Fresh peas in my favorite Diana Fayt bowl.
Ok, first: all that about the pressure cooker being an easy disaster free experience? Scratch that. I decided to cook beans again, and I don’t know, I guess that last time I just waited a really long time before opening the lid because I didn’t do anything special and all was fine. This time I must have only waited about a half an hour, and I opened the lid and immediately exchanged introductions with a roiling wall of wicked hot water that hit my midsection without so much as a warning shot. Man. I spent the rest of the afternoon with a yogurt container full of frozen chicken stock on my belly, and now I have a huge burn in roughly the shape of Italy on my stomach. I have burned the be-jezus out of my hands and arms before, but this real estate is new. I called my Gran and she told me the part about slowing releasing the pressure by turning the pressure dial down. Aha! She probably told me that last time and I didn’t write it down because it was so logical. Righty-o.
Food things. It’s been so hot here that we have been eating salads and smoothies like crazy. We are all about putting almonds in our smoothies. It’s the bomb, you must try it if you are smoothie person. But B braved the heat the other day and made homemade falafel, since we were all woo-hoo about our hummus and the only Mediterranean joint around here does not fry their falafel to order which is So Wrong. I don’t know where he got the recipe, but they were totally knockout, full of parsley and garlic and rolled in sesame seeds as per my request ‘cause that’s how my favorite place in SF did it. Oh man. Anyway, not to leave you with all that yumminess and no recipe, this is what I make when the peas are on, which they sure are in our garden:
Heather’s Quinoa Salad
1 cup quinoa, cooked*
1 red pepper
As many peas as you got
Salt and Pepper
2-3 tablespoon finely chopped mint
1 cup crumbled feta cheese
Chop veggies. Ok, enter the freak: what size the veggies are really matters, I swear.

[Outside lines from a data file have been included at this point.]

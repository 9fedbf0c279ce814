//! Instance Tracker
//!
//! Owns instance creation and the conditional write every transition goes through.

use std::sync::Arc;

use tracing::info;

use crate::domain::{HistoryEntry, InstanceSeed, ProcessGraph, ProcessInstance};
use crate::error::{DefinitionErrorKind, Result, WorkflowError};
use crate::repository::InstanceRepository;
use crate::service::definition::DefinitionStore;

const MAX_SEARCH_LIMIT: u32 = 1000;

pub struct InstanceTracker {
    repo: Arc<dyn InstanceRepository>,
    definitions: Arc<DefinitionStore>,
}

impl InstanceTracker {
    pub fn new(repo: Arc<dyn InstanceRepository>, definitions: Arc<DefinitionStore>) -> Self {
        Self { repo, definitions }
    }

    /// Start `entity_id` in the process at its start state
    pub async fn create_instance(
        &self,
        tenant_id: &str,
        process_id: &str,
        entity_id: &str,
    ) -> Result<ProcessInstance> {
        self.create_instance_with(tenant_id, process_id, entity_id, InstanceSeed::default())
            .await
    }

    pub async fn create_instance_with(
        &self,
        tenant_id: &str,
        process_id: &str,
        entity_id: &str,
        seed: InstanceSeed,
    ) -> Result<ProcessInstance> {
        let graph = self.definitions.get_process(tenant_id, process_id).await?;
        self.create_in(&graph, entity_id, seed).await
    }

    /// Create against an already resolved process version
    pub async fn create_in(
        &self,
        graph: &ProcessGraph,
        entity_id: &str,
        seed: InstanceSeed,
    ) -> Result<ProcessInstance> {
        if entity_id.trim().is_empty() {
            return Err(WorkflowError::validation("entityId is required"));
        }

        let process = graph.process();
        let start = process.start_state().ok_or_else(|| {
            WorkflowError::definition(
                DefinitionErrorKind::NoStartState,
                format!("process {} has no start state", process.code),
            )
        })?;

        let instance = ProcessInstance::new(
            &process.tenant_id,
            &process.id,
            &process.code,
            entity_id,
            &start.id,
        )
        .with_seed(seed);

        self.repo.insert(&instance).await?;

        info!(
            tenant_id = %instance.tenant_id,
            process = %instance.process_code,
            entity_id = %instance.entity_id,
            instance_id = %instance.id,
            state = %start.code,
            "Process instance created"
        );
        Ok(instance)
    }

    pub async fn get_instance(
        &self,
        tenant_id: &str,
        entity_id: &str,
        process_id: &str,
    ) -> Result<ProcessInstance> {
        self.find_instance(tenant_id, entity_id, process_id)
            .await?
            .ok_or_else(|| WorkflowError::not_found("ProcessInstance", format!("{}/{}", process_id, entity_id)))
    }

    pub async fn find_instance(
        &self,
        tenant_id: &str,
        entity_id: &str,
        process_id: &str,
    ) -> Result<Option<ProcessInstance>> {
        self.repo.find_by_entity(tenant_id, process_id, entity_id).await
    }

    /// The entity's instance of any version of `process_code`
    pub async fn find_instance_by_code(
        &self,
        tenant_id: &str,
        process_code: &str,
        entity_id: &str,
    ) -> Result<Option<ProcessInstance>> {
        self.repo
            .find_by_process_code(tenant_id, process_code, entity_id)
            .await
    }

    pub async fn get_instance_by_id(&self, tenant_id: &str, instance_id: &str) -> Result<ProcessInstance> {
        self.repo
            .find_by_id(tenant_id, instance_id)
            .await?
            .ok_or_else(|| WorkflowError::not_found("ProcessInstance", instance_id))
    }

    /// Compare-and-swap on the instance version. See [`InstanceRepository::append_transition`].
    pub async fn append_transition(
        &self,
        instance_id: &str,
        expected_version: u64,
        new_state: &str,
        entry: HistoryEntry,
    ) -> Result<ProcessInstance> {
        self.repo
            .append_transition(instance_id, expected_version, new_state, entry)
            .await
    }

    pub async fn find_in_state(
        &self,
        tenant_id: &str,
        process_id: &str,
        state_id: &str,
    ) -> Result<Vec<ProcessInstance>> {
        self.repo.find_in_state(tenant_id, process_id, state_id).await
    }

    pub async fn search_escalated(
        &self,
        tenant_id: &str,
        process_id: &str,
        limit: u32,
        offset: u32,
    ) -> Result<Vec<ProcessInstance>> {
        if limit == 0 || limit > MAX_SEARCH_LIMIT {
            return Err(WorkflowError::validation(format!(
                "limit must be between 1 and {}",
                MAX_SEARCH_LIMIT
            )));
        }
        self.repo.find_escalated(tenant_id, process_id, limit, offset).await
    }

    pub async fn history(&self, tenant_id: &str, instance_id: &str) -> Result<Vec<HistoryEntry>> {
        Ok(self.get_instance_by_id(tenant_id, instance_id).await?.history)
    }
}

Onions: halve the onions, then cut into thirds long ways, then slice finely shortways. You want to get one inch strips of onions. Carrots: in half long ways, in half again long ways, chop to be less than a quarter of an inch thick. Red pepper: into thin strips, which again get chopped into thirds. Sorry for the lack of photo on this, and yes, I have these strong size feelings about everything I cook. It’s all about getting the right ratio of things on the fork, you know it!!
Anyway. Heat sesame oil over medium heat. Throw in onions, add salt, pepper, cumin, and cayenne in amounts that fit your tastes. Sautee until almost translucent. You may need to add a little oil as you go along. Add carrots. Sautee for 3-4 minutes, add peppers, sautee 2-3 minutes, add peas, sautee until peas deepen slightly in color, just about 2 minutes. Turn heat off.
In large bowl, combine sautéed veggies and quinoa, mixing thoroughly. Adjust seasoning (keep in mind that the feta will add some salt). Ideally now you let everything sit until it’s room temperature. When that happens, or when you Just Need to Eat Now, add chopped mint and crumbled feta cheese.
Note: this is fantastic with fresh corn; I add the corn in with the carrots. Also, I don’t think this salad keeps very well; the mint gets a little tired. So it’s great for a potluck or hungry bunch.
* This is how I cook quinoa: two parts water, one part quinoa, bring water to a boil, add quinoa, let return to a boil, turn heat to low, cook circa 20 minutes – I don’t know for sure how long, I just keep an eye on it. Also, I have made this salad with brown rice and it was also very good.